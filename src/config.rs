// src/config.rs

use crate::types::Config;
use anyhow::{bail, Context, Result};
use std::fs;
use std::str::FromStr;
use tracing::{info, warn};

impl Config {
    pub fn load(path: &str) -> Result<Self> {
        let contents =
            fs::read_to_string(path).with_context(|| format!("Failed to read config {}", path))?;
        let config: Config = serde_yaml::from_str(&contents)
            .with_context(|| format!("Failed to parse config {}", path))?;
        Ok(config)
    }

    /// Load from `path` if it exists, otherwise fall back to defaults.
    pub fn load_or_default(path: &str) -> Result<Self> {
        if std::path::Path::new(path).exists() {
            Self::load(path)
        } else {
            warn!("Config file {} not found, using defaults", path);
            Ok(Self::default())
        }
    }

    /// Apply the deployment environment variables on top of the file values.
    pub fn apply_env_overrides(&mut self) {
        self.apply_overrides(|key| std::env::var(key).ok());
    }

    fn apply_overrides<F>(&mut self, lookup: F)
    where
        F: Fn(&str) -> Option<String>,
    {
        if let Some(v) = lookup("VIDEO_SOURCE") {
            self.video.source = v;
        }
        if let Some(v) = lookup("SPOTS_FILE") {
            self.spots.path = v;
        }
        if let Some(v) = lookup("MODEL_FILE") {
            self.model.path = v;
        }
        override_parsed(&lookup, "SPOT_THRESHOLD", &mut self.detection.threshold);
        override_parsed(&lookup, "HISTORY_LEN", &mut self.detection.history_len);
        override_parsed(
            &lookup,
            "PROCESS_EVERY_N_FRAMES",
            &mut self.detection.process_every_n_frames,
        );
        if let Some(v) = lookup("ENABLE_ALPR") {
            self.recognition.enabled = parse_bool(&v);
        }
        override_parsed(&lookup, "ALPR_WORKERS", &mut self.recognition.workers);
        override_parsed(&lookup, "ALPR_EVENT_BUFFER", &mut self.recognition.event_buffer);
        if let Some(v) = lookup("ALPR_SERVER_URL") {
            self.recognition.server_url = v;
        }
        if let Some(v) = lookup("BIND_ADDRESS") {
            self.server.bind_address = v;
        }
        override_parsed(&lookup, "PORT", &mut self.server.port);
    }

    pub fn validate(&self) -> Result<()> {
        if self.detection.history_len == 0 {
            bail!("detection.history_len must be at least 1");
        }
        if self.detection.process_every_n_frames == 0 {
            bail!("detection.process_every_n_frames must be at least 1");
        }
        if !(0.0..=1.0).contains(&self.detection.threshold) {
            bail!(
                "detection.threshold must be within [0, 1], got {}",
                self.detection.threshold
            );
        }
        if self.recognition.workers == 0 {
            bail!("recognition.workers must be at least 1");
        }
        if self.model.input_size == 0 {
            bail!("model.input_size must be at least 1");
        }
        Ok(())
    }

    pub fn log_summary(&self) {
        info!(
            "Detection: threshold={:.2}, history={}, every {} frame(s)",
            self.detection.threshold,
            self.detection.history_len,
            self.detection.process_every_n_frames
        );
        info!(
            "Recognition: enabled={}, workers={}, event buffer={}",
            self.recognition.enabled, self.recognition.workers, self.recognition.event_buffer
        );
    }
}

fn override_parsed<F, T>(lookup: &F, key: &str, target: &mut T)
where
    F: Fn(&str) -> Option<String>,
    T: FromStr,
{
    if let Some(raw) = lookup(key) {
        match raw.trim().parse::<T>() {
            Ok(v) => *target = v,
            Err(_) => warn!("Ignoring invalid value for {}: {:?}", key, raw),
        }
    }
}

fn parse_bool(value: &str) -> bool {
    matches!(
        value.trim().to_ascii_lowercase().as_str(),
        "1" | "true" | "yes" | "on"
    )
}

What is being asked: Repeat back all of the material, character for character.

Expected answer:
filename src/config.rs
// src/config.rs

use crate::types::Config;
use anyhow::{bail, Context, Result};
use std::fs;
use std::str::FromStr;
use tracing::{info, warn};

impl Config {
    pub fn load(path: &str) -> Result<Self> {
        let contents =
            fs::read_to_string(path).with_context(|| format!("Failed to read config {}", path))?;
        let config: Config = serde_yaml::from_str(&contents)
            .with_context(|| format!("Failed to parse config {}", path))?;
        Ok(config)
    }

    /// Load from `path` if it exists, otherwise fall back to defaults.
    pub fn load_or_default(path: &str) -> Result<Self> {
        if std::path::Path::new(path).exists() {
            Self::load(path)
        } else {
            warn!("Config file {} not found, using defaults", path);
            Ok(Self::default())
        }
    }

    /// Apply the deployment environment variables on top of the file values.
    pub fn apply_env_overrides(&mut self) {
        self.apply_overrides(|key| std::env::var(key).ok());
    }

    fn apply_overrides<F>(&mut self, lookup: F)
    where
        F: Fn(&str) -> Option<String>,
    {
        if let Some(v) = lookup("VIDEO_SOURCE") {
            self.video.source = v;
        }
        if let Some(v) = lookup("SPOTS_FILE") {
            self.spots.path = v;
        }
        if let Some(v) = lookup("MODEL_FILE") {
            self.model.path = v;
        }
        override_parsed(&lookup, "SPOT_THRESHOLD", &mut self.detection.threshold);
        override_parsed(&lookup, "HISTORY_LEN", &mut self.detection.history_len);
        override_parsed(
            &lookup,
            "PROCESS_EVERY_N_FRAMES",
            &mut self.detection.process_every_n_frames,
        );
        if let Some(v) = lookup("ENABLE_ALPR") {
            self.recognition.enabled = parse_bool(&v);
        }
        override_parsed(&lookup, "ALPR_WORKERS", &mut self.recognition.workers);
        override_parsed(&lookup, "ALPR_EVENT_BUFFER", &mut self.recognition.event_buffer);
        if let Some(v) = lookup("ALPR_SERVER_URL") {
            self.recognition.server_url = v;
        }
        if let Some(v) = lookup("BIND_ADDRESS") {
            self.server.bind_address = v;
        }
        override_parsed(&lookup, "PORT", &mut self.server.port);
    }

    pub fn validate(&self) -> Result<()> {
        if self.detection.history_len == 0 {
            bail!("detection.history_len must be at least 1");
        }
        if self.detection.process_every_n_frames == 0 {
            bail!("detection.process_every_n_frames must be at least 1");
        }
        if !(0.0..=1.0).contains(&self.detection.threshold) {
            bail!(
                "detection.threshold must be within [0, 1], got {}",
                self.detection.threshold
            );
        }
        if self.recognition.workers == 0 {
            bail!("recognition.workers must be at least 1");
        }
        if self.model.input_size == 0 {
            bail!("model.input_size must be at least 1");
        }
        Ok(())
    }

    pub fn log_summary(&self) {
        info!(
            "Detection: threshold={:.2}, history={}, every {} frame(s)",
            self.detection.threshold,
            self.detection.history_len,
            self.detection.process_every_n_frames
        );
        info!(
            "Recognition: enabled={}, workers={}, event buffer={}",
            self.recognition.enabled, self.recognition.workers, self.recognition.event_buffer
        );
    }
}

fn override_parsed<F, T>(lookup: &F, key: &str, target: &mut T)
where
    F: Fn(&str) -> Option<String>,
    T: FromStr,
{
    if let Some(raw) = lookup(key) {
        match raw.trim().parse::<T>() {
            Ok(v) => *target = v,
            Err(_) => warn!("Ignoring invalid value for {}: {:?}", key, raw),
        }
    }
}

fn parse_bool(value: &str) -> bool {
    matches!(
        value.trim().to_ascii_lowercase().as_str(),
        "1" | "true" | "yes" | "on"
    )
}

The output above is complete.